06/02/2026
New!!
Better Do it Now Before you Die Later
Sonny Simmons with Marc Chaloin
74$
Though his years in the New York free-jazz scene of the sixties cemented his reputation as “one of the most forceful and convincing composers and soloists in his field,” saxophonist Sonny Simmons (1933–2021) was nearly forgotten by the eighties, which found him broke, heavily dependent on drugs and alcohol, and newly separated from his wife and kids. “I played on the streets from 1980 to 1994, 365 days a year,” Simmons tells jazz historian and biographer Marc Chaloin in Better Do It Now Before You Die Later. “I would go to North Beach, and I’d sleep in the park. The word got around town that Sonny is a ju**ie, really strung out.”

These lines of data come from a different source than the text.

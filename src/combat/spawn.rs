//! Combat domain: projectile pool construction.

use avian2d::prelude::*;
use bevy::prelude::*;

use crate::combat::{Projectile, ProjectilePool, Team};
use crate::tuning::CharacterConfig;

const PROJECTILE_RADIUS: f32 = 0.15;

fn projectile_color(team: Team) -> Color {
    match team {
        Team::Player => Color::srgb(0.95, 0.85, 0.3),
        Team::Enemy => Color::srgb(0.9, 0.35, 0.25),
    }
}

/// Pre-spawn a fixed-capacity pool of parked projectile slots for one
/// shooter. Slots are sensor colliders translated manually in flight; they
/// start hidden with their collision volume disabled.
pub fn spawn_projectile_pool(
    commands: &mut Commands,
    team: Team,
    config: &CharacterConfig,
) -> ProjectilePool {
    let slots = (0..config.pool_capacity)
        .map(|_| {
            commands
                .spawn((
                    Projectile::new(config.projectile_speed),
                    Sprite {
                        color: projectile_color(team),
                        custom_size: Some(Vec2::splat(PROJECTILE_RADIUS * 2.0)),
                        ..default()
                    },
                    Transform::from_xyz(0.0, 0.0, 1.0),
                    Visibility::Hidden,
                    Collider::circle(PROJECTILE_RADIUS),
                    Sensor,
                    CollisionEventsEnabled,
                    CollisionLayers::new(team.projectile_layer(), team.projectile_targets()),
                    ColliderDisabled,
                ))
                .id()
        })
        .collect();

    ProjectilePool::new(slots)
}
//! Combat domain: projectile contact routing and flight updates.

use avian2d::prelude::*;
use bevy::ecs::message::MessageReader;
use bevy::prelude::*;

use crate::combat::{FlightTick, Health, Projectile};
use crate::core::Dormant;

/// Drain collision messages into hit flags. The first contact of a flight
/// marks the projectile and disables its collision volume; if the other
/// party tracks health, a pending hit is flagged for its next resolve tick.
/// Repeat contacts and contacts on parked slots are no-ops.
pub(crate) fn route_projectile_contacts(
    mut commands: Commands,
    mut collision_events: MessageReader<CollisionStart>,
    mut projectiles: Query<&mut Projectile>,
    mut victims: Query<&mut Health, Without<Dormant>>,
) {
    for event in collision_events.read() {
        let pairs = [
            (event.collider1, event.collider2),
            (event.collider2, event.collider1),
        ];

        for (projectile_entity, other) in pairs {
            let Ok(mut projectile) = projectiles.get_mut(projectile_entity) else {
                continue;
            };

            if !projectile.mark_hit() {
                continue;
            }
            commands.entity(projectile_entity).insert(ColliderDisabled);

            if let Ok(mut health) = victims.get_mut(other) {
                health.register_hit();
            }
        }
    }
}

pub(crate) fn advance_projectiles(
    mut commands: Commands,
    time: Res<Time>,
    mut query: Query<(Entity, &mut Projectile, &mut Transform, &mut Visibility)>,
) {
    let dt = time.delta_secs();

    for (entity, mut projectile, mut transform, mut visibility) in &mut query {
        match projectile.advance(dt) {
            FlightTick::Dormant => {}
            FlightTick::Impact => {
                park(&mut commands, entity, &mut visibility);
            }
            FlightTick::Step { dx, expired } => {
                transform.translation.x += dx;
                if expired {
                    park(&mut commands, entity, &mut visibility);
                }
            }
        }
    }
}

fn park(commands: &mut Commands, entity: Entity, visibility: &mut Visibility) {
    *visibility = Visibility::Hidden;
    commands.entity(entity).insert(ColliderDisabled);
}
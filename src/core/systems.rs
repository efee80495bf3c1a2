//! Core domain: startup systems.

use bevy::prelude::*;

pub(crate) fn setup_camera(mut commands: Commands) {
    commands.spawn(Camera2d);
}
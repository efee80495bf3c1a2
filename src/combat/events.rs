//! Combat domain: combat-related events.

use bevy::ecs::message::Message;
use bevy::prelude::*;

/// Event emitted the tick an entity's hit points are depleted.
#[derive(Debug)]
pub struct DeathEvent {
    pub entity: Entity,
}

impl Message for DeathEvent {}
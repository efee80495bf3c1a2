//! Core domain: run seed and the simulation RNG derived from it.

use bevy::prelude::*;
use rand::{Rng, SeedableRng};
use rand_chacha::ChaCha8Rng;

/// Seed for everything random in a run (currently: episode respawn points).
#[derive(Resource, Debug, Clone, Copy)]
pub struct RunSeed(pub u64);

impl Default for RunSeed {
    fn default() -> Self {
        Self(rand::rng().random())
    }
}

/// Deterministic RNG for gameplay decisions, seeded from [`RunSeed`].
#[derive(Resource, Debug)]
pub struct SimulationRng(pub ChaCha8Rng);

impl SimulationRng {
    pub fn from_seed(seed: &RunSeed) -> Self {
        Self(ChaCha8Rng::seed_from_u64(seed.0))
    }
}

impl FromWorld for SimulationRng {
    fn from_world(world: &mut World) -> Self {
        let seed = world.get_resource_or_insert_with(RunSeed::default);
        Self::from_seed(&seed)
    }
}
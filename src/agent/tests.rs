//! Agent domain: tests for the training bridge and policy driver.

use super::{EpisodeEnd, EpisodeOutcome, PolicyDriver, TrainingBridge};

// -----------------------------------------------------------------------------
// TrainingBridge tests
// -----------------------------------------------------------------------------

#[test]
fn test_fresh_bridge_is_empty() {
    let mut bridge = TrainingBridge::default();
    assert!(bridge.observation().is_none());
    assert!(bridge.take_outcome().is_none());
    assert!(bridge.take_action().is_none());
    assert!(!bridge.take_reset_request());
}

#[test]
fn test_submit_action_returns_the_applied_vector() {
    let mut bridge = TrainingBridge::default();

    let control = bridge.submit_action(1.0);
    assert_eq!(control.horizontal(), 1.0);
    assert_eq!(control.jump(), 1.0);
    assert_eq!(control.attack(), 0.0);
}

#[test]
fn test_submit_action_clamps() {
    let mut bridge = TrainingBridge::default();
    let control = bridge.submit_action(5.0);
    assert_eq!(control.horizontal(), 1.0);

    // The stored action is the clamped one.
    assert_eq!(bridge.take_action(), Some(1.0));
}

#[test]
fn test_action_is_consumed_once() {
    let mut bridge = TrainingBridge::default();
    bridge.submit_action(0.5);

    assert!(bridge.take_action().is_some());
    assert!(bridge.take_action().is_none());
}

#[test]
fn test_resubmission_replaces_pending_action() {
    let mut bridge = TrainingBridge::default();
    bridge.submit_action(-1.0);
    bridge.submit_action(1.0);

    assert_eq!(bridge.take_action(), Some(1.0));
}

#[test]
fn test_first_terminal_wins() {
    let mut bridge = TrainingBridge::default();
    bridge.record_outcome(EpisodeOutcome::reached_opponent());
    bridge.record_outcome(EpisodeOutcome::died());

    let outcome = bridge.take_outcome().expect("a terminal was recorded");
    assert_eq!(outcome.end, EpisodeEnd::ReachedOpponent);
    assert_eq!(outcome.reward, 1.0);
}

#[test]
fn test_outcome_is_consumed_once() {
    let mut bridge = TrainingBridge::default();
    bridge.record_outcome(EpisodeOutcome::died());

    assert!(bridge.take_outcome().is_some());
    assert!(bridge.take_outcome().is_none());
}

#[test]
fn test_reset_clears_episode_state() {
    let mut bridge = TrainingBridge::default();
    bridge.submit_action(1.0);
    bridge.record_outcome(EpisodeOutcome::died());

    bridge.request_reset();
    assert!(bridge.take_reset_request());
    bridge.clear_episode();

    assert!(bridge.take_action().is_none());
    assert!(bridge.take_outcome().is_none());
}

#[test]
fn test_observation_records_latest() {
    let mut bridge = TrainingBridge::default();
    bridge.record_observation([1.0, 2.0, 3.0, 4.0]);
    bridge.record_observation([5.0, 6.0, 7.0, 8.0]);

    assert_eq!(bridge.observation(), Some([5.0, 6.0, 7.0, 8.0]));
}

#[test]
fn test_death_outcome_carries_zero_reward() {
    let outcome = EpisodeOutcome::died();
    assert_eq!(outcome.reward, 0.0);
    assert_eq!(outcome.end, EpisodeEnd::Died);
}

// -----------------------------------------------------------------------------
// PolicyDriver tests
// -----------------------------------------------------------------------------

#[test]
fn test_driver_starts_neutral() {
    let driver = PolicyDriver::default();
    assert!(driver.control().horizontal_axis().abs() < 1e-6);
    assert!(!driver.control().jump_requested());
}

#[test]
fn test_driver_holds_last_action_between_decisions() {
    let mut driver = PolicyDriver::default();
    driver.apply_action(1.0);

    // No new action: the held vector keeps applying.
    let held = driver.control();
    assert_eq!(held.horizontal(), 1.0);
    assert_eq!(held.jump(), 1.0);
    assert_eq!(driver.control(), held);
}
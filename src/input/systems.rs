//! Input domain: provider systems that write control vectors each tick.

use bevy::prelude::*;

use crate::core::Dormant;
use crate::input::{ControlVector, HumanControlled, PatrolDriver};

pub(crate) fn read_human_input(
    keyboard: Res<ButtonInput<KeyCode>>,
    mouse: Res<ButtonInput<MouseButton>>,
    mut query: Query<&mut ControlVector, (With<HumanControlled>, Without<Dormant>)>,
) {
    let mut axis = 0.0;
    if keyboard.pressed(KeyCode::KeyA) || keyboard.pressed(KeyCode::ArrowLeft) {
        axis -= 1.0;
    }
    if keyboard.pressed(KeyCode::KeyD) || keyboard.pressed(KeyCode::ArrowRight) {
        axis += 1.0;
    }

    let jump = keyboard.just_pressed(KeyCode::Space) || keyboard.just_pressed(KeyCode::KeyK);
    let attack = mouse.just_pressed(MouseButton::Left);

    for mut control in &mut query {
        *control = ControlVector::from_device(axis, jump, attack);
    }
}

pub(crate) fn drive_patrol(
    time: Res<Time>,
    mut query: Query<(&mut PatrolDriver, &mut ControlVector), Without<Dormant>>,
) {
    let dt = time.delta_secs();

    for (mut driver, mut control) in &mut query {
        driver.advance(dt);
        *control = driver.control();
    }
}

The resurrection of Simmons’s career—upon the release of his critically acclaimed Ancient Ritual (Qwest Records) in 1994—has become a modern legend of the genre. In the last two decades of his musical career, Simmons broke through to a new echelon of recognition, embarking on successful European tours, leading new ensembles, and recording a series of twenty-first-century albums that inducted him, by his death at the age of eighty-seven, into the pantheon with the great innovators and masters of the music. But to this day he remains an undersung figure. Here, in the first-ever book dedicated to his life, Simmons recounts his childhood in the backwoods of Louisiana, his adolescence in the burgeoning Bay Area jazz scene and his star-studded life in New York playing alongside the greats: Sonny Rollins, Eric Dolphy, and John Coltrane. His testimonies from each time and place add up to a cultural history of the late twentieth century: Simmons saw Billie Holiday and Thelonious Monk at the Black Hawk, lived through the Watts riots, stashed guns for the Black Panther Party, brushed shoulders with Jefferson Airplane and Jimi Hendrix, and toured Europe amid the multiculturalist boom of the nineties. But it’s his keen memory for the underdogs and up-and-comers that distinguishes Simmons’s voice. He talks plenty of s**t on his rivals—Pharoah Sanders and John Handy were, in Simmons’s words, “hip … great players, but I was the cat who was moving.”